WHAT YOU SHOULD DO »
Write out again each line of the material below, unchanged, from the first one to the line that holds "-> Result<ToolResult, ClientError>;".

== Segment start ==

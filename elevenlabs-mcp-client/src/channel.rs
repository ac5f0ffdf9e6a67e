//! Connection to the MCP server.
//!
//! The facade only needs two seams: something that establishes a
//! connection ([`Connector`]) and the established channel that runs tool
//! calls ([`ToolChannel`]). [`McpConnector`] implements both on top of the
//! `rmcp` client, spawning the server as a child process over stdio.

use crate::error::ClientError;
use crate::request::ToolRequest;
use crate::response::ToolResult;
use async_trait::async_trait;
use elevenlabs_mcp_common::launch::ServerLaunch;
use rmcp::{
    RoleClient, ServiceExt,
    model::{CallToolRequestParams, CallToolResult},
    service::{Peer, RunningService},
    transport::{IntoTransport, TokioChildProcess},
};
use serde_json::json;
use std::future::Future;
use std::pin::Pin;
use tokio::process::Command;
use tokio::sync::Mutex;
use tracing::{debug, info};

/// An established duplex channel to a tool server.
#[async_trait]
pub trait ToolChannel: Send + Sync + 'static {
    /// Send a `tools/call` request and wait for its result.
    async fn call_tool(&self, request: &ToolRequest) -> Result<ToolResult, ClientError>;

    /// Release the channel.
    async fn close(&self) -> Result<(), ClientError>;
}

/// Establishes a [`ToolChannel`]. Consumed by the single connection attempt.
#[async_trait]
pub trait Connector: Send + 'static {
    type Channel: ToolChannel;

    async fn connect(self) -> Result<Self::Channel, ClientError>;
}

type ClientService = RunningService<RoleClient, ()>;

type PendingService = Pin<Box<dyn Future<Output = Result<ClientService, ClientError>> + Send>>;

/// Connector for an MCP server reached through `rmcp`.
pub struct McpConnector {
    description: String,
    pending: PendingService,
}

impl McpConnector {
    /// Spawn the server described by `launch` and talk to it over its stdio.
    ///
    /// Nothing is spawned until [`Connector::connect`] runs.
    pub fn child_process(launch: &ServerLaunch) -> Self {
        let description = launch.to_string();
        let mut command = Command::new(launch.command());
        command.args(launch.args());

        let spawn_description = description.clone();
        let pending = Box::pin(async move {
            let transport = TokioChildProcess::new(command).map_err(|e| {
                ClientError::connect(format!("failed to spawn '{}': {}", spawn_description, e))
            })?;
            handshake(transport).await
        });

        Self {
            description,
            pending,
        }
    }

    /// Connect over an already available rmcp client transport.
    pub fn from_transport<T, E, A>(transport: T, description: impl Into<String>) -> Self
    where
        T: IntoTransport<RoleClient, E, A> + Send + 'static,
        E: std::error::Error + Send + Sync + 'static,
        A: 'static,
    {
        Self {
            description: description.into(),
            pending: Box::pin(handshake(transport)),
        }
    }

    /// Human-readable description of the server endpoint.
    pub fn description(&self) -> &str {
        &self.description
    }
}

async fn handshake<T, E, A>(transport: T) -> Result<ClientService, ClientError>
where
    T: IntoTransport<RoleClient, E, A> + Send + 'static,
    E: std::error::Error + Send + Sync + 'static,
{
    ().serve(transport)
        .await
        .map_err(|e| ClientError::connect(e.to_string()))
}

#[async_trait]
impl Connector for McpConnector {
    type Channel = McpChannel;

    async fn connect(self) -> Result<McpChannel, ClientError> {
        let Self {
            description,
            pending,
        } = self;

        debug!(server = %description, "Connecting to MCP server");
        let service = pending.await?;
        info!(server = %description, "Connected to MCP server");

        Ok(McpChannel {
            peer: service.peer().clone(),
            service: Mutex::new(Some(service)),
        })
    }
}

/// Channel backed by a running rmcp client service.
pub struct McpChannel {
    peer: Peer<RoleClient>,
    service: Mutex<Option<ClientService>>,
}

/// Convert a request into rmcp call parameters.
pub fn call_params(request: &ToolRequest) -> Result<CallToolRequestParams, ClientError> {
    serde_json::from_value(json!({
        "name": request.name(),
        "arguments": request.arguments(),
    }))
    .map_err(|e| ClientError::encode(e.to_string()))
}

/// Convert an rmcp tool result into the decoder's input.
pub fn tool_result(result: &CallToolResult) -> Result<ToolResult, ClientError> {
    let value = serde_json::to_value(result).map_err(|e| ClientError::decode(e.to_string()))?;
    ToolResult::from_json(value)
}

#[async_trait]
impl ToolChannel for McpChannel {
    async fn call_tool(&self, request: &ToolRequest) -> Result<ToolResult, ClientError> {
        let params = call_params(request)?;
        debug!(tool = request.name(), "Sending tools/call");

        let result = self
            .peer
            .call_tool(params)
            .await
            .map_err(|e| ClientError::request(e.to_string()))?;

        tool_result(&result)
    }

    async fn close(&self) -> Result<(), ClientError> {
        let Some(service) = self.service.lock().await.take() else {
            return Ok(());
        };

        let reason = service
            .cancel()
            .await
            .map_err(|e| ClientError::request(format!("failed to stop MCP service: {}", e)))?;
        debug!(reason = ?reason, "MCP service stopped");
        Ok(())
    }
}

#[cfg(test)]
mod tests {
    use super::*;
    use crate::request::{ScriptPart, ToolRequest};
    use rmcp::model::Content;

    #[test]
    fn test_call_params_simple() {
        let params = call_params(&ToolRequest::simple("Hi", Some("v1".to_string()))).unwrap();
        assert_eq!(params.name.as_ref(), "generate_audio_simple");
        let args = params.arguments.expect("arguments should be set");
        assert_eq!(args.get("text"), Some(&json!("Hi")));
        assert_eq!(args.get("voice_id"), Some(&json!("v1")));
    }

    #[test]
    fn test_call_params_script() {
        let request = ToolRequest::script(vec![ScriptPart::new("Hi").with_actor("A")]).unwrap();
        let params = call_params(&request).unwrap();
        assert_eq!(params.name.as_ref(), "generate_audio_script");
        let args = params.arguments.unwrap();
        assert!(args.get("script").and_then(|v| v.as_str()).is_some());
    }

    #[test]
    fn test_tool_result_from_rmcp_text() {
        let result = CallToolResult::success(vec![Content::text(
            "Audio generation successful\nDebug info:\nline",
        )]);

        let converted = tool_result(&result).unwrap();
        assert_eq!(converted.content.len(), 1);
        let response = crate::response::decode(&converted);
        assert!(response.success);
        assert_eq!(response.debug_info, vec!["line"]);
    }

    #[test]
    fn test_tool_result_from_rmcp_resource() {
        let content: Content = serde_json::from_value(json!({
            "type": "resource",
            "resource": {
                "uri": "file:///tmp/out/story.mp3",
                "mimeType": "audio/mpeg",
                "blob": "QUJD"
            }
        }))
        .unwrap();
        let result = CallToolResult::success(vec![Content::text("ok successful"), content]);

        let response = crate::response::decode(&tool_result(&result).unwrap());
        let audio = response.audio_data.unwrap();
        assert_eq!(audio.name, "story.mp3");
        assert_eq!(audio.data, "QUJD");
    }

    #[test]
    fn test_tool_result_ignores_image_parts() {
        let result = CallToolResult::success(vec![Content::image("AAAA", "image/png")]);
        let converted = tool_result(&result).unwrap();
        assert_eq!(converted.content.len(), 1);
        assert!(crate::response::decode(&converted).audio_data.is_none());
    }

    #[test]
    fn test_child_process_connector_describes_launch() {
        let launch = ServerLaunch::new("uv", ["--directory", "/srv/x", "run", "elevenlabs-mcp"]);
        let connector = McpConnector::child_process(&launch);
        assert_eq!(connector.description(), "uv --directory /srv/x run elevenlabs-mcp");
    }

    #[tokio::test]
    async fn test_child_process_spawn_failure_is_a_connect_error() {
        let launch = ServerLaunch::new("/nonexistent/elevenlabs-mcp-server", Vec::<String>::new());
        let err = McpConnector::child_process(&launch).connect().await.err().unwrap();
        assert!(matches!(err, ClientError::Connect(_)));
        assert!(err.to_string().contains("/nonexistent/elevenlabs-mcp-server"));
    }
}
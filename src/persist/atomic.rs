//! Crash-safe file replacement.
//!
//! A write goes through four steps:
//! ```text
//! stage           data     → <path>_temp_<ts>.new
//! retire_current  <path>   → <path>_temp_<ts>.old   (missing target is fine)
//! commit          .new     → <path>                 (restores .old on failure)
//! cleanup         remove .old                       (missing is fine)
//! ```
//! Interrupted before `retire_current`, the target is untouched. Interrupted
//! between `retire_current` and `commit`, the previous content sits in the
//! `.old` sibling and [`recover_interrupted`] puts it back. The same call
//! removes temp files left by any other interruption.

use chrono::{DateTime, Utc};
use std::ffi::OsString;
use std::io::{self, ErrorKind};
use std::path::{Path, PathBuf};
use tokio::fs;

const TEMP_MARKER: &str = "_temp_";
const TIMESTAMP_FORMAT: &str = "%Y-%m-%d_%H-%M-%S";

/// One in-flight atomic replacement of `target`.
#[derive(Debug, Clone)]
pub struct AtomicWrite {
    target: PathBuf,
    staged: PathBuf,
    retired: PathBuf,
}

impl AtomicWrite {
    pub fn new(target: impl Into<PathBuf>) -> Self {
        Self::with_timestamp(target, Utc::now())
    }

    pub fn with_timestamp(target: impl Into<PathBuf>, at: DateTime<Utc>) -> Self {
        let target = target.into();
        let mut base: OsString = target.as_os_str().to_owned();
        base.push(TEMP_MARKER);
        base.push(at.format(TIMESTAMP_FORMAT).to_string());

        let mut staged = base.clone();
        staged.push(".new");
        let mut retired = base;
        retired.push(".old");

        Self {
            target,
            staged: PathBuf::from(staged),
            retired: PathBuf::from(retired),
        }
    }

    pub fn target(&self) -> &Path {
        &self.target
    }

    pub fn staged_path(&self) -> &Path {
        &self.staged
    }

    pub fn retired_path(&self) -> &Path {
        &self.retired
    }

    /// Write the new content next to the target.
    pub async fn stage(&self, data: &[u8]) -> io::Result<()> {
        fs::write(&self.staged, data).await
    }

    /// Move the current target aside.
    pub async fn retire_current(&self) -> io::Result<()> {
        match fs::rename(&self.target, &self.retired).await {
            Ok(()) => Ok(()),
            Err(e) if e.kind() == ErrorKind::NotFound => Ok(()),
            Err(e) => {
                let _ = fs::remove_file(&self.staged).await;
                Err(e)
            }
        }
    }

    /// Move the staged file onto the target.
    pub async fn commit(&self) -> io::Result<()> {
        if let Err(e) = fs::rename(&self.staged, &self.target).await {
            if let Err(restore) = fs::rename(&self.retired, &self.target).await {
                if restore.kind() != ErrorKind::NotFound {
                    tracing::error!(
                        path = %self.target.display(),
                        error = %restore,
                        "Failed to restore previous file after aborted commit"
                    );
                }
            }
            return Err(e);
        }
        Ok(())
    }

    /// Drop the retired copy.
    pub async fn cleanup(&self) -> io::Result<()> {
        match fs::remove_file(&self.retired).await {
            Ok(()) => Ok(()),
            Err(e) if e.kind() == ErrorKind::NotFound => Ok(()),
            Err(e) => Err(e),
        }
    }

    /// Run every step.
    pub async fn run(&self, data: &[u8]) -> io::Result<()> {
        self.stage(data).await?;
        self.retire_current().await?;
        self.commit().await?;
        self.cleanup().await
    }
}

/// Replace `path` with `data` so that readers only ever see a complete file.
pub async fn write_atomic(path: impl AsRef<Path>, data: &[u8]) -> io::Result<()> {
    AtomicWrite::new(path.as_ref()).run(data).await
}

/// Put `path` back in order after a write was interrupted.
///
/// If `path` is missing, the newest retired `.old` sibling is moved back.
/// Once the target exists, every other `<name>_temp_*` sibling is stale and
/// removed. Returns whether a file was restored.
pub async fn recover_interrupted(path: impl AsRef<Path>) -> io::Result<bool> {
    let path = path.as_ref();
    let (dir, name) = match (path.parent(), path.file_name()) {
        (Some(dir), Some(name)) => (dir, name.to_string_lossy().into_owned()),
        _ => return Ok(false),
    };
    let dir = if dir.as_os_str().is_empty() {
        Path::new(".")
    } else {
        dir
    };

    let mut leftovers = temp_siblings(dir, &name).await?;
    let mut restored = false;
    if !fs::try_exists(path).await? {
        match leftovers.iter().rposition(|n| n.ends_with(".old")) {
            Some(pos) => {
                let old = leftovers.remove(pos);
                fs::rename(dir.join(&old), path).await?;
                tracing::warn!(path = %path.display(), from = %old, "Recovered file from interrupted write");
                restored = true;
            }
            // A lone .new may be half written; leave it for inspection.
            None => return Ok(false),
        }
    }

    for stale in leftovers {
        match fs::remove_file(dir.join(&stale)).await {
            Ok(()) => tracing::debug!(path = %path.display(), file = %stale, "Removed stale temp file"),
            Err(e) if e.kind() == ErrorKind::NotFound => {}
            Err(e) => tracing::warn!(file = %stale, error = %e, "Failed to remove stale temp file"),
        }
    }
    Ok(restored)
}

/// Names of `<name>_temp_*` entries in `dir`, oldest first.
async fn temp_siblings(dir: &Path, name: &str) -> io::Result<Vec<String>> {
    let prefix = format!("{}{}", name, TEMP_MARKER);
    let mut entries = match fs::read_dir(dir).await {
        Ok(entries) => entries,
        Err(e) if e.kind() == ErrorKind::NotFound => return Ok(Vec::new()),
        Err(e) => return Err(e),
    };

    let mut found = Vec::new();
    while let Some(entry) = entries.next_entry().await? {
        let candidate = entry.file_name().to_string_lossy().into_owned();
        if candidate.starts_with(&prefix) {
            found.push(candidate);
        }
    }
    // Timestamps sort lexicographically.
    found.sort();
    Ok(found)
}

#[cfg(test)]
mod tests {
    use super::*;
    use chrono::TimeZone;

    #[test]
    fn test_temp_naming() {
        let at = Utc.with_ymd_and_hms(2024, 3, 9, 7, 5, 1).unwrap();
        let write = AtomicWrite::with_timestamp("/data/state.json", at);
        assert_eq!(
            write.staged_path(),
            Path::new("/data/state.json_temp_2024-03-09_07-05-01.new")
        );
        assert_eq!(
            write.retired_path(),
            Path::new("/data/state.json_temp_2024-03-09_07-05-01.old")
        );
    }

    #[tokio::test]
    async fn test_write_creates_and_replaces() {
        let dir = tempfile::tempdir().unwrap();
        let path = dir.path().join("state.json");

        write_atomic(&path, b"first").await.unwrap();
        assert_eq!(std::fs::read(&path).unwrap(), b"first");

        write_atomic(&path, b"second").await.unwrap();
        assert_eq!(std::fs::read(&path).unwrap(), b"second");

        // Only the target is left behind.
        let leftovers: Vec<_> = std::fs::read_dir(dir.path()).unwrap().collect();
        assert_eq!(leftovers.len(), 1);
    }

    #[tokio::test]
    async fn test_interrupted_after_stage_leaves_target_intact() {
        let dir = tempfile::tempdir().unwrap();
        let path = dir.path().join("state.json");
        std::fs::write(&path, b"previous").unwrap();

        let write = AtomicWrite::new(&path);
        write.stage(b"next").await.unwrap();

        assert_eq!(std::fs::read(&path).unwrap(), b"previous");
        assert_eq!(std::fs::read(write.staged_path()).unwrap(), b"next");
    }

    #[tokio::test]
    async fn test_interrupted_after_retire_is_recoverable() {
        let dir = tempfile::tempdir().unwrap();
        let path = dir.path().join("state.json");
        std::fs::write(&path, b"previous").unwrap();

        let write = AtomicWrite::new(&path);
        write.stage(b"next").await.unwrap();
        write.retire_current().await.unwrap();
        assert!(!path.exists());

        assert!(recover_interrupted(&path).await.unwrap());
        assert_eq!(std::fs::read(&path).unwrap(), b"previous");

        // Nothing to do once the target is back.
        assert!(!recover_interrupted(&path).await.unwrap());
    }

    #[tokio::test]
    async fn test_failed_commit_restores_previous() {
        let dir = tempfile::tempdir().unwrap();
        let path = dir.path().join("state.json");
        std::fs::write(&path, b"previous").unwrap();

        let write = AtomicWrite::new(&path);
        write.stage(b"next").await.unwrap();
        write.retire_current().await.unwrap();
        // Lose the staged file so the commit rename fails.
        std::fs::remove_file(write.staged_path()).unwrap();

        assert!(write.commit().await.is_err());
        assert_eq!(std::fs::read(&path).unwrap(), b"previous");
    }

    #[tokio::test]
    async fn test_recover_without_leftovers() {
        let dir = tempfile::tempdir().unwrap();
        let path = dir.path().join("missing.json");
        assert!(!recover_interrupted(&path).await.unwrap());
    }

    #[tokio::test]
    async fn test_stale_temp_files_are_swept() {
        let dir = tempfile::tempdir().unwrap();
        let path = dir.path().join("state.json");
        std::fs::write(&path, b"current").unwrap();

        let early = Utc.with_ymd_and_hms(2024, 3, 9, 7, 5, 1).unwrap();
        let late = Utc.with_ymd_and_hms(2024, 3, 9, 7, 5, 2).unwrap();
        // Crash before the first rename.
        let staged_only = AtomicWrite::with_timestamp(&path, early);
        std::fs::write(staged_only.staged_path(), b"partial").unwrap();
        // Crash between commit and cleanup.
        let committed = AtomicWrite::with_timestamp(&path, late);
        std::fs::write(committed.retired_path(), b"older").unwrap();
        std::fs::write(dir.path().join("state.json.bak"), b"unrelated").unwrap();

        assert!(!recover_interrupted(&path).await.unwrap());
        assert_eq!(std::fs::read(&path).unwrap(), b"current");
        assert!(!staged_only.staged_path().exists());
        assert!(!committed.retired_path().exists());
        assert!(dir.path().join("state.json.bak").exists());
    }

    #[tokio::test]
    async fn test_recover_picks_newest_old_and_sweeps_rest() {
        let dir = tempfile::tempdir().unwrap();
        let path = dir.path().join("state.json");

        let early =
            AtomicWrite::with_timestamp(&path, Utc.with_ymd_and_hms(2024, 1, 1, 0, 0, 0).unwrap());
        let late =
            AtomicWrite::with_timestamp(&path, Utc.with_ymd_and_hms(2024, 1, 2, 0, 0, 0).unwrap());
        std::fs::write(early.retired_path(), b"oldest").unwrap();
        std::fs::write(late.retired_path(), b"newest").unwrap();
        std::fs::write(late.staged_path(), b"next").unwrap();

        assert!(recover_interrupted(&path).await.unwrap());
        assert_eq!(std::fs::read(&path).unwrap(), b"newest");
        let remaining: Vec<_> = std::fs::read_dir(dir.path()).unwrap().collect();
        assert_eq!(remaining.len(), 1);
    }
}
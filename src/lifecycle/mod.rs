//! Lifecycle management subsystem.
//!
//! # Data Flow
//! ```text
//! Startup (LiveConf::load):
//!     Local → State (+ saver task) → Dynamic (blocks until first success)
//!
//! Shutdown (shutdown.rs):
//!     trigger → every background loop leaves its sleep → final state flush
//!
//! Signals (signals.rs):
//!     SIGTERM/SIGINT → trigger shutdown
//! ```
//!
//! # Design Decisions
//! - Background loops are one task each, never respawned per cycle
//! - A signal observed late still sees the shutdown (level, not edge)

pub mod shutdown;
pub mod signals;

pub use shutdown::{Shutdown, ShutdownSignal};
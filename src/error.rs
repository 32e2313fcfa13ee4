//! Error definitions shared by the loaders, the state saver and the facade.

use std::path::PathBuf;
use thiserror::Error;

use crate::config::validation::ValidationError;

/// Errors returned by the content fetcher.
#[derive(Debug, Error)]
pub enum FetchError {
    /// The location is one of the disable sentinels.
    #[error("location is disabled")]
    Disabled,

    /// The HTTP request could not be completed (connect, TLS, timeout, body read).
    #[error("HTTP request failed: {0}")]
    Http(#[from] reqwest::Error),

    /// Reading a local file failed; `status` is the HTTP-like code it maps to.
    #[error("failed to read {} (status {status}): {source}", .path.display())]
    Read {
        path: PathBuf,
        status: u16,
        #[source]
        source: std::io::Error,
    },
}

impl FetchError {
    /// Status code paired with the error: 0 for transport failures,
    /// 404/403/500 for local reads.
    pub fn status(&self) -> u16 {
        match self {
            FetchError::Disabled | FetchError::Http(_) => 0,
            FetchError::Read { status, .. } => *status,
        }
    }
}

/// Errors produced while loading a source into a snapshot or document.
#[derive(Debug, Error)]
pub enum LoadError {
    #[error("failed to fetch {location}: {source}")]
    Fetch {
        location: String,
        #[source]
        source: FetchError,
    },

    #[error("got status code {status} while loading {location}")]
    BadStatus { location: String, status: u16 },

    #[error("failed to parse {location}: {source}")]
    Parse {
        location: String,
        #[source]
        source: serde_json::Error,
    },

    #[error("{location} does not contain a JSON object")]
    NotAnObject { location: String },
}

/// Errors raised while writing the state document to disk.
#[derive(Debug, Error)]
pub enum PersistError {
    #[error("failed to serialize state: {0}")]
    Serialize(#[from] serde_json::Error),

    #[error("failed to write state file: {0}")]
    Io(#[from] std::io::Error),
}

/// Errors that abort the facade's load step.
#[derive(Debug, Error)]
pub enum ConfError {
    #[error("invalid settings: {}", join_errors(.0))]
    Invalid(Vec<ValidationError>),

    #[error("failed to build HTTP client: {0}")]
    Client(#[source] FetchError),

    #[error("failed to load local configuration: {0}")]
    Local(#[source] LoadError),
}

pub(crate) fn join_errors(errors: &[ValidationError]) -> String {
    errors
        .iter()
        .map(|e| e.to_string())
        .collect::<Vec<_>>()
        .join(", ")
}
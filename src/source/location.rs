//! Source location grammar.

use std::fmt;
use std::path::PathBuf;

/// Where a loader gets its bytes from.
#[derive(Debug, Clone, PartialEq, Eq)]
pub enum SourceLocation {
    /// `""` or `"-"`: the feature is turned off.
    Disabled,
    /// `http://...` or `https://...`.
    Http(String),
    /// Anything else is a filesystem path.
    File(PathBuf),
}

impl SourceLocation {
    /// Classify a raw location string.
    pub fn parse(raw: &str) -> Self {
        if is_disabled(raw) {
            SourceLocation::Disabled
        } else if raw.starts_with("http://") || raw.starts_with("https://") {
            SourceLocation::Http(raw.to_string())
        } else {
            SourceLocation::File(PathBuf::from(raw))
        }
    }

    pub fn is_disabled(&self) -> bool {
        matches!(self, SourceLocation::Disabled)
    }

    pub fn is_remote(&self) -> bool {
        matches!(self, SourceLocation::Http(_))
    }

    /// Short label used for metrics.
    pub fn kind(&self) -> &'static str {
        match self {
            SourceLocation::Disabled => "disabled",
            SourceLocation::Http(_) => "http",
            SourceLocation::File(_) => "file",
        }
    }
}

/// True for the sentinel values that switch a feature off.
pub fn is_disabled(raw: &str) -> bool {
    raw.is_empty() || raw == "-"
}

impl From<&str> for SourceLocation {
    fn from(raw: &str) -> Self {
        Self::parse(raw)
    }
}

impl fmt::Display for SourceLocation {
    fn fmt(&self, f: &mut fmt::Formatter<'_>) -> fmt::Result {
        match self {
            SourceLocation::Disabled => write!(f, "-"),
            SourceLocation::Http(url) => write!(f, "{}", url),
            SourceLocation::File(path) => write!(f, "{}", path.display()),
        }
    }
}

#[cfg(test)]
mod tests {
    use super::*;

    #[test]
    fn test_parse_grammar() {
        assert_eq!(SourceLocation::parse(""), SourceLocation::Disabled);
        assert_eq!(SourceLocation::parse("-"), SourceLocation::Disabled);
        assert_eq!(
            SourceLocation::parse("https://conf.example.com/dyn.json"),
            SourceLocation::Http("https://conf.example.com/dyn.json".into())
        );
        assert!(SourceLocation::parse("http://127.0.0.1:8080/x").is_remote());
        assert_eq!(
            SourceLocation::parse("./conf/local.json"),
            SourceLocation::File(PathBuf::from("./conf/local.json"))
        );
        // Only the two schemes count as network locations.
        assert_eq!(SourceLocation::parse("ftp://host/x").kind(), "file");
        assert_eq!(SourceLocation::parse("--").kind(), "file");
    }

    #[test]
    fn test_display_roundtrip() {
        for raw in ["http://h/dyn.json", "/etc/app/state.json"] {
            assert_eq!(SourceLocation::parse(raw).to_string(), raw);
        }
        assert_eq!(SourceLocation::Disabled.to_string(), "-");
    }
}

== Segment end ==

REPLY »
filename elevenlabs-mcp-client/src/channel.rs
repository ac5f0ffdf9e6a67e
//! Connection to the MCP server.
//!
//! The facade only needs two seams: something that establishes a
//! connection ([`Connector`]) and the established channel that runs tool
//! calls ([`ToolChannel`]). [`McpConnector`] implements both on top of the
//! `rmcp` client, spawning the server as a child process over stdio.

use crate::error::ClientError;
use crate::request::ToolRequest;
use crate::response::ToolResult;
use async_trait::async_trait;
use elevenlabs_mcp_common::launch::ServerLaunch;
use rmcp::{
    RoleClient, ServiceExt,
    model::{CallToolRequestParams, CallToolResult},
    service::{Peer, RunningService},
    transport::{IntoTransport, TokioChildProcess},
};
use serde_json::json;
use std::future::Future;
use std::pin::Pin;
use tokio::process::Command;
use tokio::sync::Mutex;
use tracing::{debug, info};

/// An established duplex channel to a tool server.
#[async_trait]
pub trait ToolChannel: Send + Sync + 'static {
    /// Send a `tools/call` request and wait for its result.
    async fn call_tool(&self, request: &ToolRequest) -> Result<ToolResult, ClientError>;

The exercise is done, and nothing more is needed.